* _Your objective_:
Would you reproduce exactly the lines below from the one holding "filename crates/bls-multithread/src/config.rs" through the one holding "pub const DEFAULT_POOL_SIZE: usize = 4;", inclusive, and no others?

* _Material supplied_:
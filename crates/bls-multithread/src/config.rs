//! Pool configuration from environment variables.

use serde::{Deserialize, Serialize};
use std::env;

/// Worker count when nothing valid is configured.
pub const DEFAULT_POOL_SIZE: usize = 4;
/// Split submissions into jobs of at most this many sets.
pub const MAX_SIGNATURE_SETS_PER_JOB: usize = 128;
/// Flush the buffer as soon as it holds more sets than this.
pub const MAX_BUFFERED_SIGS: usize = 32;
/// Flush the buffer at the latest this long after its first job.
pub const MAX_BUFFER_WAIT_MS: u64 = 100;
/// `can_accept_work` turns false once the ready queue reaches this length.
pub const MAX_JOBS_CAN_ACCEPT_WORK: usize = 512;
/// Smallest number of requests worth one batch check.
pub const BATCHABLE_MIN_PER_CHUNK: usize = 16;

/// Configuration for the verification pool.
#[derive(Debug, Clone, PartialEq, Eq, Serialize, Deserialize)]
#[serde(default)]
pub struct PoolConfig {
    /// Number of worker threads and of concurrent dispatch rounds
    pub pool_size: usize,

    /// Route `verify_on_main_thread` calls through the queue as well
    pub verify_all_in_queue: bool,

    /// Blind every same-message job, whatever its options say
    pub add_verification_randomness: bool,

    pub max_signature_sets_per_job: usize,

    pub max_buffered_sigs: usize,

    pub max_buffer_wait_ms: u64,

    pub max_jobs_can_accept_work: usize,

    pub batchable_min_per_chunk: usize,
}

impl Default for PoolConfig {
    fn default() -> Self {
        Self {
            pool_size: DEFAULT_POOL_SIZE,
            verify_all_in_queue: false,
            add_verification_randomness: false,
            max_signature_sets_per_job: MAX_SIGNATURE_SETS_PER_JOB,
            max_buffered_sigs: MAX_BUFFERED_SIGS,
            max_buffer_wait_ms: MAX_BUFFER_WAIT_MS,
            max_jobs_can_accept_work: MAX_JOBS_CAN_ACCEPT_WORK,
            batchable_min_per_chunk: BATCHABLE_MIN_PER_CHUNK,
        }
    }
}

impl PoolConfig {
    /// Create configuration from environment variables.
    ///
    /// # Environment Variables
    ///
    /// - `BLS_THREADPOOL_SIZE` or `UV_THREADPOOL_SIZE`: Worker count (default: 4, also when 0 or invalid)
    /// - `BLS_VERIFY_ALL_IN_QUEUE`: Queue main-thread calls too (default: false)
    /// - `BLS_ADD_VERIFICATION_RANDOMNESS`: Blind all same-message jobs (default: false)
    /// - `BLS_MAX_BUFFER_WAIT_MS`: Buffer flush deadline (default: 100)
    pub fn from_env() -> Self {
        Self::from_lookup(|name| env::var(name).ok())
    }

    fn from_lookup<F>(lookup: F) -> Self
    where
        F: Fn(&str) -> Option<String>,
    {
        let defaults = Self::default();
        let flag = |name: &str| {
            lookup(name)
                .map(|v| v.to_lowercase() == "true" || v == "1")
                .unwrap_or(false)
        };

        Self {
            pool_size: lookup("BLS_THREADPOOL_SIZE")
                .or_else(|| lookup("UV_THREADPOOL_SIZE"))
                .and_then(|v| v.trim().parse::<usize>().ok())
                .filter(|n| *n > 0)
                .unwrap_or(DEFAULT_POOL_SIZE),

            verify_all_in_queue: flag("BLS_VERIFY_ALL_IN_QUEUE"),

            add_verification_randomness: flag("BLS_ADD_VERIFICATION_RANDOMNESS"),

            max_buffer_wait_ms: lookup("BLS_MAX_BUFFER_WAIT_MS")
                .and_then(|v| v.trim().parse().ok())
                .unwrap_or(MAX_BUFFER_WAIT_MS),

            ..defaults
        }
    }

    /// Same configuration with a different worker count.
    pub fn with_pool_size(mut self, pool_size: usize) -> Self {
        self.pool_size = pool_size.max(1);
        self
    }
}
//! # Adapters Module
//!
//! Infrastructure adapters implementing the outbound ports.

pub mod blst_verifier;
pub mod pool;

...

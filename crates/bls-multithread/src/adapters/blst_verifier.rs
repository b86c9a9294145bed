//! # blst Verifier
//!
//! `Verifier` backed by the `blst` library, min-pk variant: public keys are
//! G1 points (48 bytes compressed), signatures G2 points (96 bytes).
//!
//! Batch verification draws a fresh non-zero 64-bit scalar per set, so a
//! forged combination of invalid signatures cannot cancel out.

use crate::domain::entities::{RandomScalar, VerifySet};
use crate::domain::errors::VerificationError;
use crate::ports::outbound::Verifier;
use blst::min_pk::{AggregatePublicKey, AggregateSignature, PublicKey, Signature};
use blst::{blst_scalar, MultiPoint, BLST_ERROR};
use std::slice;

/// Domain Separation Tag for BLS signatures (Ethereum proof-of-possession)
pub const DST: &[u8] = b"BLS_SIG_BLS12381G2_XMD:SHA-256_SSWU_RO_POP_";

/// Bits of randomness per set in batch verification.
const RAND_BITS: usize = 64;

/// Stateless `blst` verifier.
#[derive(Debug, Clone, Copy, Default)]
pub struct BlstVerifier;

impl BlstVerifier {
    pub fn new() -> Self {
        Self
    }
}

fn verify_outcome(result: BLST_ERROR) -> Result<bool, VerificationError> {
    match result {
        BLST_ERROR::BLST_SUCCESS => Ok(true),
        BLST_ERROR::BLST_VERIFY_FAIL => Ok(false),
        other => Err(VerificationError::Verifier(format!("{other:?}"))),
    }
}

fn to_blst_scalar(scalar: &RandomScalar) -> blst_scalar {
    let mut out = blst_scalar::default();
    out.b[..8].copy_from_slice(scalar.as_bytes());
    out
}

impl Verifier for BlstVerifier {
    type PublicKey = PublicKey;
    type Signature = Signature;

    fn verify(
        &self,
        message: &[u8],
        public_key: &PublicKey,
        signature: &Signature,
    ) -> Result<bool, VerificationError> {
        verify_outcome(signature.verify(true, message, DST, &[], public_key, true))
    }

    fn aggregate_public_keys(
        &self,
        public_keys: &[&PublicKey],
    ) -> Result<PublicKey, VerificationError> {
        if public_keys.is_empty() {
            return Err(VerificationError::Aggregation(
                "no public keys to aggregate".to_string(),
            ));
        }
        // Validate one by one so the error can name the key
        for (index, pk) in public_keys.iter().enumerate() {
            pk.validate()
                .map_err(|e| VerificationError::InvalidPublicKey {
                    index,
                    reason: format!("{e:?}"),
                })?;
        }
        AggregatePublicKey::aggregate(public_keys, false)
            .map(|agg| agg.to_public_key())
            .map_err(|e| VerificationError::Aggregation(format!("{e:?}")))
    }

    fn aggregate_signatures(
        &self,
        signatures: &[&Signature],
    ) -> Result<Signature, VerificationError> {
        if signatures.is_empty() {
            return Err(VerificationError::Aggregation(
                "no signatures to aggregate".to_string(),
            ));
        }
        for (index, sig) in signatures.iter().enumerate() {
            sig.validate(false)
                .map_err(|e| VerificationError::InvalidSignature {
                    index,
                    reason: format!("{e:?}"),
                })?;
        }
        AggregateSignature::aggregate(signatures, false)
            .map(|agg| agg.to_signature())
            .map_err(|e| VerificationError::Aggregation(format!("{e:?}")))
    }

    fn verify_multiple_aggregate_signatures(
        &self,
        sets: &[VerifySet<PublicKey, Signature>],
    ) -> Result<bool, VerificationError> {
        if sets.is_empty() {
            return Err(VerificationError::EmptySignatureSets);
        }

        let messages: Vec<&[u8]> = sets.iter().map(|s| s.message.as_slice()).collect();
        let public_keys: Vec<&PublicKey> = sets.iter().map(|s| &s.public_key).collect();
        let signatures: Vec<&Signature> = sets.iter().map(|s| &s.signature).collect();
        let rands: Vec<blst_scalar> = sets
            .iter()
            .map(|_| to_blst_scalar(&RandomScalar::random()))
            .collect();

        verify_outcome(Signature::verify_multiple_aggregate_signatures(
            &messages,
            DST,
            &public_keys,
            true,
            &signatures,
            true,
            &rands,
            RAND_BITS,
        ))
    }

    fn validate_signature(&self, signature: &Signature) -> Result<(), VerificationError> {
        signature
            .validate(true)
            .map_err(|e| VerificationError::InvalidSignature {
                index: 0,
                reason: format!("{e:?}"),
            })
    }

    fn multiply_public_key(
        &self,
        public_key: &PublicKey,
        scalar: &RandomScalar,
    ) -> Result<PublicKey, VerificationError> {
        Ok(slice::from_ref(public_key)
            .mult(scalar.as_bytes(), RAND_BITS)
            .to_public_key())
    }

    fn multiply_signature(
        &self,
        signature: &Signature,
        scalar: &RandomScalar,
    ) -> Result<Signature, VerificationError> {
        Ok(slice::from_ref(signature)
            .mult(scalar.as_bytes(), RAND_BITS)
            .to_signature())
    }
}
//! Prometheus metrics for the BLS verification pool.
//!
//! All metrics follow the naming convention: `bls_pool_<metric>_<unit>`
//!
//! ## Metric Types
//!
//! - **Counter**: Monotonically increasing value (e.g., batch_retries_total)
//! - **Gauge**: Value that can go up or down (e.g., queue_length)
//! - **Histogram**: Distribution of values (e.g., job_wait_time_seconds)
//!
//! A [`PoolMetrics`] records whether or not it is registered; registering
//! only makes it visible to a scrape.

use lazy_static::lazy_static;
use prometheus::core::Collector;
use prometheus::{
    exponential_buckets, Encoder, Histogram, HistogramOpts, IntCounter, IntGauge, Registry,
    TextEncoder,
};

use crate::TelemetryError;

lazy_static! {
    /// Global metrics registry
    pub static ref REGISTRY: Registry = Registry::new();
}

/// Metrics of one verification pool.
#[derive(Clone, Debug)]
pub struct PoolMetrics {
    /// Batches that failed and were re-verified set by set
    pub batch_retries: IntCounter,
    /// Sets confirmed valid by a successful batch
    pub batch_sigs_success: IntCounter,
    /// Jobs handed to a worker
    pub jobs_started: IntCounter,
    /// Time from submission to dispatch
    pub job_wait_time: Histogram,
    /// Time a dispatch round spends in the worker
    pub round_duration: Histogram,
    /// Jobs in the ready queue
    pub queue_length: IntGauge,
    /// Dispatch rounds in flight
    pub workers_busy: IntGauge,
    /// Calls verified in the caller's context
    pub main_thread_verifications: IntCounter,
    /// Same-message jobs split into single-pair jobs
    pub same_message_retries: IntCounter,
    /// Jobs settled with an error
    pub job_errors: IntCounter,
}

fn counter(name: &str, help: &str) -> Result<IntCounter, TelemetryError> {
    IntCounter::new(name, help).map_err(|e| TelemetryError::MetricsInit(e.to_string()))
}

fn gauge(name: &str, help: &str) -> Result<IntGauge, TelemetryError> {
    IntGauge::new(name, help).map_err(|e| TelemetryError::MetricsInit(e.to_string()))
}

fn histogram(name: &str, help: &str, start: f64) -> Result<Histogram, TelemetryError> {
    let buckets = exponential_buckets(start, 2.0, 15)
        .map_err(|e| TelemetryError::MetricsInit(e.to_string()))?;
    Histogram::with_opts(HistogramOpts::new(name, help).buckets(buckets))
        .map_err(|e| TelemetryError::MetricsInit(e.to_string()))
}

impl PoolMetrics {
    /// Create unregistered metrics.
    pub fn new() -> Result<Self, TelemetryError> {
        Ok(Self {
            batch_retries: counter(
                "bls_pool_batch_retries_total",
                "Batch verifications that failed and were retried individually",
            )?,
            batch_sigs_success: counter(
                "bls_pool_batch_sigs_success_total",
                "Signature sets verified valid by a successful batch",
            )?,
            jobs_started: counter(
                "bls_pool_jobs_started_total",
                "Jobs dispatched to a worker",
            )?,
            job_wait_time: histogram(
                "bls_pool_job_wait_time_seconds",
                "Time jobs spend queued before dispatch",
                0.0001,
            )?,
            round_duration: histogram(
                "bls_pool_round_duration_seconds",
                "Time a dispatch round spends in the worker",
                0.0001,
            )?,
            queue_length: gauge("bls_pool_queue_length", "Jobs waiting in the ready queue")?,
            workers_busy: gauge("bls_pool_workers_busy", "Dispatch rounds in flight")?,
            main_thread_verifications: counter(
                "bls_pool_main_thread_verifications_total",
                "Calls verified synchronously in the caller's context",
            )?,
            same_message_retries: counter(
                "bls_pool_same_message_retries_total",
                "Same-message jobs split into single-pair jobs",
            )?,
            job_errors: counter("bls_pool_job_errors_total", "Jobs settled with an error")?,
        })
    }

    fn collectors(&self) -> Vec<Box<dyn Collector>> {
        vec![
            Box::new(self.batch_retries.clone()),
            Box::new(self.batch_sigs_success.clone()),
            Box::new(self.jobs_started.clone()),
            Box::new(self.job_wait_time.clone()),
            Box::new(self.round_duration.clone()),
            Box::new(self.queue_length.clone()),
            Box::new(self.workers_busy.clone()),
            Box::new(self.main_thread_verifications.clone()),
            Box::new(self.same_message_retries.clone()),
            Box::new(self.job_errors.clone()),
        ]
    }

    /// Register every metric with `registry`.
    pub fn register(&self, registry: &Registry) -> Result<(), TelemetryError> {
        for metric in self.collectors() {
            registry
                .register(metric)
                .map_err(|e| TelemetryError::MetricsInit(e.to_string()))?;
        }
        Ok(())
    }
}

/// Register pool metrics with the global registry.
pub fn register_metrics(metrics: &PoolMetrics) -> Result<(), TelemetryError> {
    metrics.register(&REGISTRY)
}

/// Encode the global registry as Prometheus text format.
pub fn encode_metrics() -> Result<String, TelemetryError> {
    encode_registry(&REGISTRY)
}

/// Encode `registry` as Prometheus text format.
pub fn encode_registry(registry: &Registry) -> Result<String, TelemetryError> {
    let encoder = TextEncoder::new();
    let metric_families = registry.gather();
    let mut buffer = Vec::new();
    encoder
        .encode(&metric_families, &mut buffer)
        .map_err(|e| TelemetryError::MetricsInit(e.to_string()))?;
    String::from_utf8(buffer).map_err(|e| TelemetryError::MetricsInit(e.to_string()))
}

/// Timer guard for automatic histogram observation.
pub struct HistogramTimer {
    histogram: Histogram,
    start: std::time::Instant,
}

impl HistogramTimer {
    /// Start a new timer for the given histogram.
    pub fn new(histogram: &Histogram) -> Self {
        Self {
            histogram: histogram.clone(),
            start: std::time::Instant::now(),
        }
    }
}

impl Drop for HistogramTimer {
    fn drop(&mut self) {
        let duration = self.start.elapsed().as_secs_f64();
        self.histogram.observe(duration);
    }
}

* _Task result_:
filename crates/bls-multithread/src/config.rs
//! Pool configuration from environment variables.

use serde::{Deserialize, Serialize};
use std::env;

/// Worker count when nothing valid is configured.
pub const DEFAULT_POOL_SIZE: usize = 4;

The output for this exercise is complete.